*Task instructions*: Please take the entries below from the first line through the line containing "Service name under" and repeat them exactly, leaving out everything after.

*Source records*:
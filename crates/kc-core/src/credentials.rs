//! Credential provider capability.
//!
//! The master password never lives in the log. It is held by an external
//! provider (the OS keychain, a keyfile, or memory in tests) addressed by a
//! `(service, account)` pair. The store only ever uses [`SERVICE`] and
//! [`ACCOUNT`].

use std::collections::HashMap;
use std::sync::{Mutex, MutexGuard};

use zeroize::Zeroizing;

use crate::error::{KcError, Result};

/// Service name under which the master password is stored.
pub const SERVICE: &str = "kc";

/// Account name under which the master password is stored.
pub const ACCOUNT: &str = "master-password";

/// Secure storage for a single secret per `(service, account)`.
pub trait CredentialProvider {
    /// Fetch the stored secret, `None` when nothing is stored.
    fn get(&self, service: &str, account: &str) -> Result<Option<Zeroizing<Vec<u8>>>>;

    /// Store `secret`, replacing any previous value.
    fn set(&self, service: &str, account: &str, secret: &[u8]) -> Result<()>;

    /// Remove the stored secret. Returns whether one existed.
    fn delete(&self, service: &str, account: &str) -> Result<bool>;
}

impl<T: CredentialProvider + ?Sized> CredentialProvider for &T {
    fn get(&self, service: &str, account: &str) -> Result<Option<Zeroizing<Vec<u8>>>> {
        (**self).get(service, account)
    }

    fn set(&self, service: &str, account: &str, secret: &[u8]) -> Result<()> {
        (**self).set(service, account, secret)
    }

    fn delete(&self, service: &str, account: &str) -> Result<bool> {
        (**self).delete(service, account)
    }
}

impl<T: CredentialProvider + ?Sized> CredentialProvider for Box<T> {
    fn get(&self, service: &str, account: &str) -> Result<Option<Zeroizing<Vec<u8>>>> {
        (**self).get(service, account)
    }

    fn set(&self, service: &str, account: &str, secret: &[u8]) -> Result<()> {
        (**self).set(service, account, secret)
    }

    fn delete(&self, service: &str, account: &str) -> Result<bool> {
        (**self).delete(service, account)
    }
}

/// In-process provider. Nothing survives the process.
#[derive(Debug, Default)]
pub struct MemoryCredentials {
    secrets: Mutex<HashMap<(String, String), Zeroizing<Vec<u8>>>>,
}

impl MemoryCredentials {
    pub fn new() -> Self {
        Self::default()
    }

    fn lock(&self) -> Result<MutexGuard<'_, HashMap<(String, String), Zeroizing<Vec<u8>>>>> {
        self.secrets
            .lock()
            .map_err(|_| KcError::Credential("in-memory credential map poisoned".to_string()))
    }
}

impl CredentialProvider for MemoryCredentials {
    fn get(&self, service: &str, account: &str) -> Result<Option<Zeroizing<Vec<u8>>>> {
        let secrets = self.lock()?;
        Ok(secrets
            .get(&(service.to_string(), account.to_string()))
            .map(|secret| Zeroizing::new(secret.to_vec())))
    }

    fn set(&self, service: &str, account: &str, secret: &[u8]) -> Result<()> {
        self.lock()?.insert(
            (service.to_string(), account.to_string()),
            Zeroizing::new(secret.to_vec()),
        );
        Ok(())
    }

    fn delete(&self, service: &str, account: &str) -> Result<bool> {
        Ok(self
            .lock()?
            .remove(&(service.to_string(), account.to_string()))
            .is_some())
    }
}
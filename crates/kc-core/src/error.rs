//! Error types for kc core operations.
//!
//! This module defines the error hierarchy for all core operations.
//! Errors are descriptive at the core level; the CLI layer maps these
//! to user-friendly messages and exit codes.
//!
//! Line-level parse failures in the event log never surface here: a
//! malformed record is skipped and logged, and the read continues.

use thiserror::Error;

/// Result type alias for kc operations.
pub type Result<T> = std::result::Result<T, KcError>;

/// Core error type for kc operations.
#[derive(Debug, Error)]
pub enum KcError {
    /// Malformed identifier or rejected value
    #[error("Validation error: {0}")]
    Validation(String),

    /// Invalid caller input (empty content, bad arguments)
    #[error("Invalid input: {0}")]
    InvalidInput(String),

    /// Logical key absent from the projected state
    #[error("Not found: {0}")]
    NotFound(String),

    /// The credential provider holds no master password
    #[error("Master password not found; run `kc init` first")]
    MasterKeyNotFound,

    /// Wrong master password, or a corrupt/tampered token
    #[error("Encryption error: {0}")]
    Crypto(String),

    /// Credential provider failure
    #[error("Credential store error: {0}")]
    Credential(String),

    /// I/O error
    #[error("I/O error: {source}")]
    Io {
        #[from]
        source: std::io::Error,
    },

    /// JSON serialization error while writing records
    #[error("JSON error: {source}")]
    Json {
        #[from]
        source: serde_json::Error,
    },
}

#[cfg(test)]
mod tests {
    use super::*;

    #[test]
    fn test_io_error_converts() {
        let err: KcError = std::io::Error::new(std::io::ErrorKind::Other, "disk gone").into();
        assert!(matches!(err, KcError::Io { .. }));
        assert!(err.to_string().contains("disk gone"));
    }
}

*Solution to the problem*:
filename crates/kc-core/src/credentials.rs
//! Credential provider capability.
//!
//! The master password never lives in the log. It is held by an external
//! provider (the OS keychain, a keyfile, or memory in tests) addressed by a
//! `(service, account)` pair. The store only ever uses [`SERVICE`] and
//! [`ACCOUNT`].

use std::collections::HashMap;
use std::sync::{Mutex, MutexGuard};

use zeroize::Zeroizing;

use crate::error::{KcError, Result};

/// Service name under which the master password is stored.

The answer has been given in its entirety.